• **Assignment**: Go through the records below line by line, counting those that contain the word "CommandBatch"; answer with the count only.
##### Material shown
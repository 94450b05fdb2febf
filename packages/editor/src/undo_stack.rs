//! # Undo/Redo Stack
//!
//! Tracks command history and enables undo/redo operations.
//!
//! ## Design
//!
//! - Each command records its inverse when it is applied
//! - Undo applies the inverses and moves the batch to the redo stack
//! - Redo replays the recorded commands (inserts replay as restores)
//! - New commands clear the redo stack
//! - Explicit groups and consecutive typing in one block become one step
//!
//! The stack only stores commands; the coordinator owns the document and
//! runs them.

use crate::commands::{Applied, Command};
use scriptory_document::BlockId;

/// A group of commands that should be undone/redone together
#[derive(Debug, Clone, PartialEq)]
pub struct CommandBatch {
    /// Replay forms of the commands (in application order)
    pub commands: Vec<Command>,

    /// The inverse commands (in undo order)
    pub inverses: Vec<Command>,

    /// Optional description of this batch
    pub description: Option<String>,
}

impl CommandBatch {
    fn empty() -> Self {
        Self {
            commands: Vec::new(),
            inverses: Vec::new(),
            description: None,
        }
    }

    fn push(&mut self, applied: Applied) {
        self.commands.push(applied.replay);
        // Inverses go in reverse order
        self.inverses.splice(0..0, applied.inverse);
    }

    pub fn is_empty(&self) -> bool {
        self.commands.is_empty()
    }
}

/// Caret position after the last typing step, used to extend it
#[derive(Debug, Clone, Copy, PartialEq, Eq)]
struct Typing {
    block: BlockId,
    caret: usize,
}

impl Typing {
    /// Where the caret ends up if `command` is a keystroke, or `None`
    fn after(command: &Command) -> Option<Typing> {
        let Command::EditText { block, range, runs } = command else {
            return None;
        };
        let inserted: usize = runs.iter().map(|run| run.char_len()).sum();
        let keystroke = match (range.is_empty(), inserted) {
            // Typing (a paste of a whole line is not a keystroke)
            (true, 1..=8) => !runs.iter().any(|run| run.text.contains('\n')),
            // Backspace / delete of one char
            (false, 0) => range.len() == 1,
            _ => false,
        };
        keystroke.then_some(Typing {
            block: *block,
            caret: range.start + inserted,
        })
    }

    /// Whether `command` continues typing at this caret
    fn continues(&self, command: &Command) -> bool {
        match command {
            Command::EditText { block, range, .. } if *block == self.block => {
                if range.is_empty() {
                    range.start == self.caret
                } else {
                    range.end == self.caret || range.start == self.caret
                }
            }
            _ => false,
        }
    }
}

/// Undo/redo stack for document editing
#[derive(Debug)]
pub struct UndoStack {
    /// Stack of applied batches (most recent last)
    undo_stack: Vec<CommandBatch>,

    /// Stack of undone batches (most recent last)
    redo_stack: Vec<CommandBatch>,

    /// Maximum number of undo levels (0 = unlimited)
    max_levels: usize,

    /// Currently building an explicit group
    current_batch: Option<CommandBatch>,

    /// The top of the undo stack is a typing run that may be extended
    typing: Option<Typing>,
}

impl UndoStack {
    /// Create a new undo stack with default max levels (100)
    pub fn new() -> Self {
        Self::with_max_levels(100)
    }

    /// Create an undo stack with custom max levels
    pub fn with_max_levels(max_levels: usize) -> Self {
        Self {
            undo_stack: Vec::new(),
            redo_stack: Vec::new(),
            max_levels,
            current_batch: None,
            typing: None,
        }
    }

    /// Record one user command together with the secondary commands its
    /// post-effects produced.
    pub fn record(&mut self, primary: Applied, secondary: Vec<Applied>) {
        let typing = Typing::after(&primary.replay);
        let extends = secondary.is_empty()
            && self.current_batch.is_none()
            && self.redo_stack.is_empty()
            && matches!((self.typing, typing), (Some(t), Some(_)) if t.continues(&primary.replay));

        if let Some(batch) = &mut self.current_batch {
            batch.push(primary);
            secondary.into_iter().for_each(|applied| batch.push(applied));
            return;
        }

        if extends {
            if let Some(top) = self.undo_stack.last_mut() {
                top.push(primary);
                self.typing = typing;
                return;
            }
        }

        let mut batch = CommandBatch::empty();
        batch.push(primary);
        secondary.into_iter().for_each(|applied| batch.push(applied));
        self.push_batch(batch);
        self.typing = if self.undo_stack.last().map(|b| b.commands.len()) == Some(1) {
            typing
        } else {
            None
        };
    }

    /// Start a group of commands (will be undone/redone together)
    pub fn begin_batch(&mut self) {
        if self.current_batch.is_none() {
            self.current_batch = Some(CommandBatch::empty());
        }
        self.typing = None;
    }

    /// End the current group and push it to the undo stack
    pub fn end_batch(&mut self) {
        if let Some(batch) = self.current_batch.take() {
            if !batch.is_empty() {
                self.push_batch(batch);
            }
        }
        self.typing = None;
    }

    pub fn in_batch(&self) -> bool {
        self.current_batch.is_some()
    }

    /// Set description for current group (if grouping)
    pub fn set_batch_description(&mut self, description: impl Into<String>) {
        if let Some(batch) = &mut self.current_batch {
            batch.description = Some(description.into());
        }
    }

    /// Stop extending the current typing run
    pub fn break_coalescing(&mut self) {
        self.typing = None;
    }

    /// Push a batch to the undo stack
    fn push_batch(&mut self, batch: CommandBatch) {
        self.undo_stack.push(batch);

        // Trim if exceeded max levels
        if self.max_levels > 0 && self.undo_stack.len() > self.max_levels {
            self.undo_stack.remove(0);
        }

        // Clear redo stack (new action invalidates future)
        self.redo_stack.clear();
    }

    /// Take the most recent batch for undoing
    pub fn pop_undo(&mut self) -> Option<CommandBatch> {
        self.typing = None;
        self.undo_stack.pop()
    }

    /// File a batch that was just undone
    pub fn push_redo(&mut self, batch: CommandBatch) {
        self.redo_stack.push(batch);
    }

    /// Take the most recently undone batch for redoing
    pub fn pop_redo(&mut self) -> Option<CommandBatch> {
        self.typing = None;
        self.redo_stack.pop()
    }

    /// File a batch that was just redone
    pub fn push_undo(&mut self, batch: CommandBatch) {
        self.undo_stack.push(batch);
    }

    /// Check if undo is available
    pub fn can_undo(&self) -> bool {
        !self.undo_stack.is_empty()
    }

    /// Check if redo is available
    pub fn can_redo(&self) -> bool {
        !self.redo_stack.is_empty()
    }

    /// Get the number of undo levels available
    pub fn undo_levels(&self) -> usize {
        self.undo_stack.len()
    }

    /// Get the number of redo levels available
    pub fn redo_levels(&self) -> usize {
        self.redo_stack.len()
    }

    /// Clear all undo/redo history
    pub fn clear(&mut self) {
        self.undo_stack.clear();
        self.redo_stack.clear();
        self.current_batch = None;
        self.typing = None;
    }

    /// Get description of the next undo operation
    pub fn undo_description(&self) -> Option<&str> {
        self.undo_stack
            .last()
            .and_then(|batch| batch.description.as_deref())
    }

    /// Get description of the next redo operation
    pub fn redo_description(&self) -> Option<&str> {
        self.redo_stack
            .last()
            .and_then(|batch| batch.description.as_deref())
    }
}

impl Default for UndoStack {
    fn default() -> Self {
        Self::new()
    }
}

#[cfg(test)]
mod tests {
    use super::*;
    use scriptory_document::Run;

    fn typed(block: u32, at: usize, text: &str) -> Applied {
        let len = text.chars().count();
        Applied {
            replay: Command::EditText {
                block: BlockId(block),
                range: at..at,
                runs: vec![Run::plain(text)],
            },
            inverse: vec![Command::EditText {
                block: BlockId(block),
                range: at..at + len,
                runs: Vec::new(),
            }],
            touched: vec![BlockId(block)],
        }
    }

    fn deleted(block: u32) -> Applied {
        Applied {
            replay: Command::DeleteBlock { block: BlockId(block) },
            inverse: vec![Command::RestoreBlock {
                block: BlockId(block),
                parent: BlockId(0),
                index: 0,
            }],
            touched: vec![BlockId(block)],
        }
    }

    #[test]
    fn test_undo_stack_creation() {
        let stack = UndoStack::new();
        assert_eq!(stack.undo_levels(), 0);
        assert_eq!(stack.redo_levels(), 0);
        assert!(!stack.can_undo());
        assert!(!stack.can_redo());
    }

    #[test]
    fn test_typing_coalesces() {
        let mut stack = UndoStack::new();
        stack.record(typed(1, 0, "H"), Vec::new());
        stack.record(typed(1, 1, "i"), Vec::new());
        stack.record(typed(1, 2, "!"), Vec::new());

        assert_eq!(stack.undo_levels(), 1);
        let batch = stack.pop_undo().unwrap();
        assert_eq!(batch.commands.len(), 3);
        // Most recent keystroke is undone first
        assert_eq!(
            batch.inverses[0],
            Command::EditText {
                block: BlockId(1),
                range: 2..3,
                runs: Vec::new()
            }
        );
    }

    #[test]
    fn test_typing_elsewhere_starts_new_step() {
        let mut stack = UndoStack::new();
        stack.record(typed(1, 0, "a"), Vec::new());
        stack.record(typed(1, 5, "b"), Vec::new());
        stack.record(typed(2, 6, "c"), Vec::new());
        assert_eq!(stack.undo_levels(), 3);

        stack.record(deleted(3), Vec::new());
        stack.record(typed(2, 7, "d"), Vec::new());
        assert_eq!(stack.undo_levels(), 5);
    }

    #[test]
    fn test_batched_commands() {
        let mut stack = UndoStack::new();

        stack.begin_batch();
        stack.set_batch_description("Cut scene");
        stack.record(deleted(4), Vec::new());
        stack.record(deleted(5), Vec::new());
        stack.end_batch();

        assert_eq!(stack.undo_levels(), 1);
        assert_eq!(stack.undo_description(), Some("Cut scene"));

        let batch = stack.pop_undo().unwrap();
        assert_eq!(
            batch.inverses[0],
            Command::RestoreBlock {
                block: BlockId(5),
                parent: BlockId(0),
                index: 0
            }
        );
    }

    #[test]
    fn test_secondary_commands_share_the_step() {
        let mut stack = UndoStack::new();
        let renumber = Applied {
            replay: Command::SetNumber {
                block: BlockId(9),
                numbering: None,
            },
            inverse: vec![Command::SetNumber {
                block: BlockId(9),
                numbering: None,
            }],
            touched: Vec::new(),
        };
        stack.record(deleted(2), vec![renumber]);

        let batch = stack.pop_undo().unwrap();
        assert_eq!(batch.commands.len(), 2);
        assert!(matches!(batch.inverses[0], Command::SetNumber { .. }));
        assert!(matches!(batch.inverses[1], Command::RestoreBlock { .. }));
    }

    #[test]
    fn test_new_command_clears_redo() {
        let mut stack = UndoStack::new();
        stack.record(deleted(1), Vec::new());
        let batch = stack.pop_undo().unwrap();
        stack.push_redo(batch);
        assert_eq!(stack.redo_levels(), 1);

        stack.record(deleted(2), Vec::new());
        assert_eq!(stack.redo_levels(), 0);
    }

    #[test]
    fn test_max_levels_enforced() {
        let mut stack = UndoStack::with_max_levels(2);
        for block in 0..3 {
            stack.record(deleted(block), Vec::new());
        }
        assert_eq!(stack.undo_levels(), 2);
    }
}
##########
• **Response to the exercise**: 12